Beres Lebaran, para pemudik segera berbondong-bondong
kembali ke kota. Tidak sedikit dari para pemudik yang tatkala kembali ke kota
mengajak-serta anggota keluarga, kerabat, teman dan tetangga untuk mencari
penghidupan di kota bersama mereka. Sedikit sekali dari mereka yang setelah
mudik Lebaran kemudian memutuskan untuk tetap tinggal di dusun, kampung atau
desa mereka selamanya.
Maka, ketika masa mudik kelar dan muncul musim arus balik,
yang terjadi kemudian adalah gelombang urbanisasi tahunan. Faktanya, selalu
ada penambahan jumlah warga desa yang merantau ke kota setelah Lebaran usai.
Buntutnya, saban tahun, jumlah pemudik bukannya turun, melainkan bertambah.
Sebagai ilustrasi, tahun ini ditaksir ada 29,59 juta orang yang mudik. Ini
meningkat 6,8 persen dibanding 2016 lalu di mana pemudik berjumlah 26,36
juta.
Melonjaknya jumlah pemudik ini jelas tidak terlepas dari
kian banyaknya warga negeri ini --yang notabene berasal dari perdesaan-- yang
terus memadati kawasan perkotaan. Dewasa ini, jumlah penduduk kita yang
tinggal di kawasan perkotaan ditaksir mencapai 45 persen dari total penduduk
keseluruhan, dan diperkirakan bakal meningkat hingga mendekati 70 persen pada
2025.
Tidak bisa dimungkiri, ketersediaan peluang ekonomi,
sosial, politik maupun budaya yang lebih besar di kawasan perkotaan menjadi
semacam magnet kuat yang menyedot banyak orang untuk terus menyerbu kawasan
perkotaan. Tentu saja, hal ini bakal membawa konsekuensi dalam banyak dimensi
sekaligus menjadi tantangan besar bagi para pengelola kota kita dalam soal
bagaimana kota-kota yang mereka kelola bisa tetap layak huni dan menjadi kota
yang berkelanjutan.
Menurut Roderick Lawrence (2008), secara garis besar
setidaknya ada empat jenis risiko yang umumnya bakal dihadapi kawasan-kawasan
perkotaan di masa datang. Yang pertama adalah risiko lingkungan. Sejumlah
masalah yang dihadapi kawasan perkotaan yang terkait dengan risiko lingkungan
antara lain adalah masalah melonjaknya tingkat kebisingan, meningkatnya
pencemaran air, pencemaran tanah, pencemaran udara serta persoalan pembuangan
sampah.
Selanjutnya adalah risiko ekonomi berupa persoalan
penyediaan rumah layak huni, ketersediaan pangan, ketersediaan air bersih dan
juga ketersediaan lapangan kerja maupun ketersediaan layanan kesehatan dan
pendidikan yang adil dan terjangkau bagi semua warga.

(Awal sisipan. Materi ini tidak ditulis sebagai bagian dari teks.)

// SPDX-License-Identifier: MIT
// Copyright (c) 2026 Alfred Jean LLC

//! Durable storage for queued actions.
//!
//! A store holds the complete ordered collection of pending actions and is
//! always rewritten as a whole. It has no locking of its own: the action
//! queue owns it exclusively and serializes every call.

use std::path::{Path, PathBuf};
use std::sync::{Arc, Mutex};

use crate::action::PendingAction;
use crate::error::{Error, Result};
use crate::id::ActionId;
use crate::jsonl;

/// Fixed key under which the queue is persisted.
pub const STORAGE_KEY: &str = "offline_queue";

/// Persistence backend for the action queue.
pub trait ActionStore: Send {
    /// Returns all actions in insertion order.
    ///
    /// Fails with [`Error::StoreCorrupt`] if the persisted data cannot be
    /// deserialized. The persisted data is left as it was.
    fn load(&self) -> Result<Vec<PendingAction>>;

    /// Atomically replaces the persisted collection with `actions`.
    fn persist(&mut self, actions: &[PendingAction]) -> Result<()>;

    /// Removes all persisted actions. The high-water mark is kept.
    fn clear(&mut self) -> Result<()>;

    /// Highest id that ever left the store, if one was recorded.
    fn load_high_water(&self) -> Result<Option<ActionId>>;

    /// Records `id` as the highest id that ever left the store.
    fn persist_high_water(&mut self, id: &ActionId) -> Result<()>;
}

/// JSONL file store, one action per line, at `<dir>/offline_queue.jsonl`.
///
/// The high-water mark lives next to it in `<dir>/offline_queue.hwm.jsonl`.
#[derive(Debug)]
pub struct JsonlStore {
    path: PathBuf,
    high_water_path: PathBuf,
}

impl JsonlStore {
    /// Opens the store inside `dir`, creating the directory if needed.
    pub fn open(dir: &Path) -> Result<Self> {
        std::fs::create_dir_all(dir)?;
        Ok(JsonlStore {
            path: dir.join(format!("{STORAGE_KEY}.jsonl")),
            high_water_path: dir.join(format!("{STORAGE_KEY}.hwm.jsonl")),
        })
    }

    pub fn path(&self) -> &Path {
        &self.path
    }

    pub fn high_water_path(&self) -> &Path {
        &self.high_water_path
    }
}

impl ActionStore for JsonlStore {
    fn load(&self) -> Result<Vec<PendingAction>> {
        jsonl::read_all(&self.path)
    }

    fn persist(&mut self, actions: &[PendingAction]) -> Result<()> {
        jsonl::write_all(&self.path, actions)
    }

    fn clear(&mut self) -> Result<()> {
        jsonl::remove(&self.path)
    }

    fn load_high_water(&self) -> Result<Option<ActionId>> {
        let marks: Vec<ActionId> = jsonl::read_all(&self.high_water_path)?;
        Ok(marks.into_iter().max())
    }

    fn persist_high_water(&mut self, id: &ActionId) -> Result<()> {
        jsonl::write_all(&self.high_water_path, std::slice::from_ref(id))
    }
}

/// In-memory store for ephemeral queues and tests.
///
/// Clones share the same contents, so a test can keep a handle to inspect
/// what was persisted or to "restart" by opening a new queue on a clone.
#[derive(Debug, Clone, Default)]
pub struct MemoryStore {
    inner: Arc<Mutex<MemoryInner>>,
}

#[derive(Debug, Default)]
struct MemoryInner {
    actions: Vec<PendingAction>,
    high_water: Option<ActionId>,
    fail_writes: bool,
    persist_count: usize,
}

impl MemoryStore {
    pub fn new() -> Self {
        Self::default()
    }

    /// Creates a store pre-populated with `actions`.
    pub fn with_actions(actions: Vec<PendingAction>) -> Self {
        let store = Self::default();
        store.lock().actions = actions;
        store
    }

    /// Makes subsequent `persist`/`clear` calls fail with an I/O error.
    pub fn set_fail_writes(&self, fail: bool) {
        self.lock().fail_writes = fail;
    }

    /// Snapshot of the persisted collection.
    pub fn snapshot(&self) -> Vec<PendingAction> {
        self.lock().actions.clone()
    }

    pub fn high_water(&self) -> Option<ActionId> {
        self.lock().high_water
    }

    /// Number of successful `persist` calls so far.
    pub fn persist_count(&self) -> usize {
        self.lock().persist_count
    }

    fn lock(&self) -> std::sync::MutexGuard<'_, MemoryInner> {
        self.inner.lock().unwrap_or_else(|e| e.into_inner())
    }

    fn check_writable(inner: &MemoryInner) -> Result<()> {
        if inner.fail_writes {
            return Err(Error::Io(std::io::Error::other("memory store: writes disabled")));
        }
        Ok(())
    }
}

impl ActionStore for MemoryStore {
    fn load(&self) -> Result<Vec<PendingAction>> {
        Ok(self.snapshot())
    }

    fn persist(&mut self, actions: &[PendingAction]) -> Result<()> {
        let mut inner = self.lock();
        Self::check_writable(&inner)?;
        inner.actions = actions.to_vec();
        inner.persist_count += 1;
        Ok(())
    }

    fn clear(&mut self) -> Result<()> {
        let mut inner = self.lock();
        Self::check_writable(&inner)?;
        inner.actions.clear();
        Ok(())
    }

    fn load_high_water(&self) -> Result<Option<ActionId>> {
        Ok(self.high_water())
    }

    fn persist_high_water(&mut self, id: &ActionId) -> Result<()> {
        let mut inner = self.lock();
        Self::check_writable(&inner)?;
        inner.high_water = Some(*id);
        Ok(())
    }
}

#[cfg(test)]
#[path = "store_tests.rs"]
mod tests;
// SPDX-License-Identifier: MIT
// Copyright (c) 2026 Alfred Jean LLC

// Allow unused items: test helpers are shared across multiple test files,
// and not every test file uses every helper.
#![allow(dead_code)]
#![allow(unused_imports)]
#![allow(clippy::panic)]
#![allow(clippy::unwrap_used)]
#![allow(clippy::expect_used)]

use assert_cmd::cargo::cargo_bin_cmd;
use assert_cmd::Command;

pub use predicates::prelude::*;
pub use tempfile::TempDir;

/// `offq` bound to `temp` as its state directory.
pub fn offq(temp: &TempDir) -> Command {
    let mut cmd = cargo_bin_cmd!("offq");
    cmd.arg("--state-dir").arg(temp.path()).env_remove("OFFQ_STATE_DIR").env_remove("RUST_LOG");
    cmd
}

/// Enqueues an action and returns its id.
pub fn enqueue(temp: &TempDir, kind: &str, payload: &str) -> String {
    let output = offq(temp).arg("enqueue").arg(kind).arg(payload).output().unwrap();
    assert!(output.status.success(), "enqueue failed: {}", String::from_utf8_lossy(&output.stderr));
    String::from_utf8_lossy(&output.stdout).trim().to_string()
}

pub fn count(temp: &TempDir) -> usize {
    let output = offq(temp).arg("count").output().unwrap();
    String::from_utf8_lossy(&output.stdout).trim().parse().unwrap()
}

/// Writes `config.toml` into the state directory.
pub fn write_config(temp: &TempDir, content: &str) {
    std::fs::write(temp.path().join("config.toml"), content).unwrap();
}

/// An address nothing listens on.
pub fn closed_addr() -> String {
    let listener = std::net::TcpListener::bind("127.0.0.1:0").unwrap();
    listener.local_addr().unwrap().to_string()
}
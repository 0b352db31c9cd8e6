// SPDX-License-Identifier: MIT
// Copyright (c) 2026 Alfred Jean LLC

pub mod clear;
pub mod config;
pub mod count;
pub mod enqueue;
pub mod list;
pub mod retry;
pub mod sync;

use std::fs::{self, File};
use std::path::{Path, PathBuf};

use offq_core::JsonlStore;

use crate::config::{resolve_state_dir, Config};
use crate::error::{Error, Result};
use crate::sync::ActionQueue;

const LOCK_FILE_NAME: &str = "offq.lock";

/// An opened state directory, held exclusively by this process.
pub struct State {
    pub dir: PathBuf,
    pub config: Config,
    _lock: File,
}

impl State {
    /// Resolves, creates and locks the state directory, then loads its config.
    pub fn open(explicit: Option<&Path>) -> Result<Self> {
        let dir = resolve_state_dir(explicit)?;
        fs::create_dir_all(&dir)?;
        let lock = acquire_lock(&dir)?;
        let config = Config::load(&dir)?;
        Ok(State { dir, config, _lock: lock })
    }

    pub fn store(&self) -> Result<JsonlStore> {
        Ok(JsonlStore::open(&self.dir)?)
    }

    /// Loads the queue, recovering interrupted submissions.
    pub fn open_queue(&self) -> Result<ActionQueue> {
        Ok(ActionQueue::open(self.store()?, self.config.node_id)?)
    }
}

fn acquire_lock(dir: &Path) -> Result<File> {
    use fs2::FileExt;

    let file = fs::OpenOptions::new()
        .create(true)
        .write(true)
        .truncate(true)
        .open(dir.join(LOCK_FILE_NAME))?;
    file.try_lock_exclusive()
        .map_err(|_| Error::Locked(dir.display().to_string()))?;
    Ok(file)
}

#[cfg(test)]
#[path = "mod_tests.rs"]
mod tests;
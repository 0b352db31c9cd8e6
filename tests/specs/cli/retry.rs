// SPDX-License-Identifier: MIT
// Copyright (c) 2026 Alfred Jean LLC

//! Specs for `offq retry`.

#![allow(clippy::panic)]
#![allow(clippy::unwrap_used)]
#![allow(clippy::expect_used)]

use super::common::*;

#[test]
fn retry_with_empty_queue_does_nothing() {
    let probe = std::net::TcpListener::bind("127.0.0.1:0").unwrap();
    let temp = TempDir::new().unwrap();
    write_config(
        &temp,
        &format!("[network]\nprobe_addr = \"{}\"\n", probe.local_addr().unwrap()),
    );
    offq(&temp).arg("retry").assert().success().stdout("Nothing to sync.\n");
}

#[test]
fn retry_with_empty_queue_still_reports_offline() {
    let temp = TempDir::new().unwrap();
    write_config(
        &temp,
        &format!("[network]\nprobe_addr = \"{}\"\nprobe_timeout_ms = 500\n", closed_addr()),
    );
    offq(&temp)
        .arg("retry")
        .assert()
        .failure()
        .stderr(predicate::str::contains("offline"));
}

#[test]
fn retry_offline_fails_and_keeps_actions() {
    let temp = TempDir::new().unwrap();
    write_config(
        &temp,
        &format!("[network]\nprobe_addr = \"{}\"\nprobe_timeout_ms = 500\n", closed_addr()),
    );
    enqueue(&temp, "SUBMIT_REPORT", r#"{"description":"overflow bin"}"#);

    offq(&temp)
        .arg("retry")
        .assert()
        .failure()
        .stderr(predicate::str::contains("offline"));

    assert_eq!(count(&temp), 1);
    offq(&temp)
        .arg("list")
        .assert()
        .success()
        .stdout(predicate::str::contains("pending"));
}

#[test]
fn retry_records_delivery_failure() {
    // The probe target accepts connections but the WebSocket endpoint does not
    let probe = std::net::TcpListener::bind("127.0.0.1:0").unwrap();
    let temp = TempDir::new().unwrap();
    write_config(
        &temp,
        &format!(
            "[remote]\nurl = \"ws://{}\"\n\n[network]\nprobe_addr = \"{}\"\n",
            closed_addr(),
            probe.local_addr().unwrap()
        ),
    );
    enqueue(&temp, "SUBMIT_REPORT", "{}");

    offq(&temp)
        .arg("retry")
        .assert()
        .success()
        .stdout(predicate::str::contains("Delivered 0, failed 1"));

    offq(&temp)
        .args(["list", "-o", "json"])
        .assert()
        .success()
        .stdout(predicate::str::contains("\"status\": \"failed\""))
        .stdout(predicate::str::contains("connection failed"));
}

Yang berikutnya adalah risiko teknologi berupa kemacetan,
kecelakaan lalulintas dan kecelakaan industri. Dan yang terakhir adalah
risiko sosial berupa meningkatnya kriminalitas, tindak kekerasan, putus
sekolah dan pengangguran.
Urban Sentris
Besarnya minat orang untuk datang, tinggal dan bekerja --
selain juga untuk menuntut ilmu-- di kawasan perkotaan tidak terlepas dari
pembangunan ekonomi negeri ini yang sejauh ini masih cenderung bersifat urban
sentris alias lebih memusat di kawasan perkotaan. Akibatnya, terjadi
disparitas ekonomi yang lebar serta mencolok antara kawasan perkotaan dan
kawasan perdesaan.
Padahal, kawasan-kawasan perdesaan kita sesungguhnya
memiliki banyak potensi besar yang layak dikembangkan untuk menjadi pula
sumber aktivitas perekonomian negara. Namun, karena kebijakan pembangunan
ekonomi yang cenderung urban sentris, maka banyak potensi besar yang dimiliki
kawasan perdesaan menjadi kurang/tidak tergarap dengan baik. Ujungnya, warga
desa lebih memilih mencari penghidupan di kawasan perkotaan.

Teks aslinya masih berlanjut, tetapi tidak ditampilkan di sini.